Authorities may elect to:
- collect a rate based on an estimate of activities that will require funding;
- pay for any costs out of Authority funds and then levy a special purpose rate to repay these funds.
What criteria must a district meet to establish an OJD Exclusion Area?
The primary criterion to be eligible for EA status is that the district must have an estimated prevalence of infection of less than 0.8%. This is less than 1 flock in 120 known or suspected to be infected.
Where the prevalence criterion is met, a potential EA must
- have no known clusters of infected flocks;
- have clearly defined geographic boundaries;
- have the support of local producers to meet the conditions and provide the funds for necessary management activities (this support must be demonstrated through a poll of eligible sheep producers);
- demonstrate that consultation has occurred with the wider industry;
- have a written operational plan; and
- provide evidence of adequate resources to implement the operational plan
If all these criteria are met, then the Minister will be advised and may proclaim the EA.
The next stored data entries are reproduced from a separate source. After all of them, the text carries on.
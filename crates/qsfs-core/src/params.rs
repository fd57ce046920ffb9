//! Fixed parameter sets for the two Module-LWE primitives.
//!
//! `N` is shared between both parameter sets; everything else is specific to
//! the Kyber-like KEM or the Dilithium-like verifier. These are not claimed
//! to be FIPS 203/204 compliant — they are the concrete numbers the rest of
//! the crate's rejection-sampling and reduction rules are built around.

/// Ring degree shared by both parameter sets.
pub const N: usize = 256;

// --- Kyber-like KEM parameters ---------------------------------------------

/// Kyber-like modulus.
pub const Q_K: i64 = 3329;
/// Module rank (size of the public/secret key poly-vectors).
pub const K_K: usize = 3;
/// Centered-binomial noise bound.
pub const ETA_K: i64 = 2;

/// SHAKE-128 blocks squeezed for the Dilithium-flavor uniform sampler:
/// `ceil((768 + 167) / 168)`.
pub const UNIFORM_NBLOCKS: usize = 6;
/// SHAKE-128 blocks squeezed for the Kyber-flavor uniform sampler:
/// `ceil(ceil(12 * (N/8) * 4096 / Q_K + 168) / 168)`.
pub const GEN_NBLOCKS: usize = 4;
/// SHAKE-128 rate in bytes.
pub const STREAM128_BLOCKBYTES: usize = 168;
/// SHAKE-256 output length used for `challenge`/transcript hashing.
pub const STREAM256_OUTPUTBYTES: usize = 32;

// --- Dilithium-like verifier parameters ------------------------------------

/// Dilithium-like modulus.
pub const Q: i64 = 8_380_417;
/// Matrix row count (length of `t`).
pub const DILITHIUM_K: usize = 6;
/// Matrix column count (length of `z`).
pub const DILITHIUM_L: usize = 5;
/// Low-bits/high-bits split bound used in `decompose`.
pub const GAMMA2: i64 = (Q - 1) / 32;
/// Signer-mask bound; a valid signature has some `z` polynomial with every
/// coefficient's absolute value below `GAMMA1 - BETA`.
pub const GAMMA1: i64 = 1 << 19;
/// Infinity-norm slack term in the verifier's `z`-norm predicate.
pub const BETA: i64 = 196;
/// Number of nonzero coefficients in a challenge polynomial.
pub const TAU: usize = 49;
How long does an OJD Exclusion Area last for?
An OJD EA must be reviewed after 3 years by surveying local producers. If less than 50% of producers respond to the survey or less than 50% of those who respond support the continuation of the EA, a recommendation will be made to the Minister to revoke the EA.
Annual assessment of the OJD Exclusion Area
An annual report detailing the activities undertaken in the EA and effectiveness of the EA in meeting the objectives and targets of the operational plan during the calendar year must be submitted. A summary of this report must also be published and a copy provided to all local producers by 30 March of each year.
Continuation of EA status for a district will be reviewed if the report is not submitted or it indicates that the EA is not operating as intended.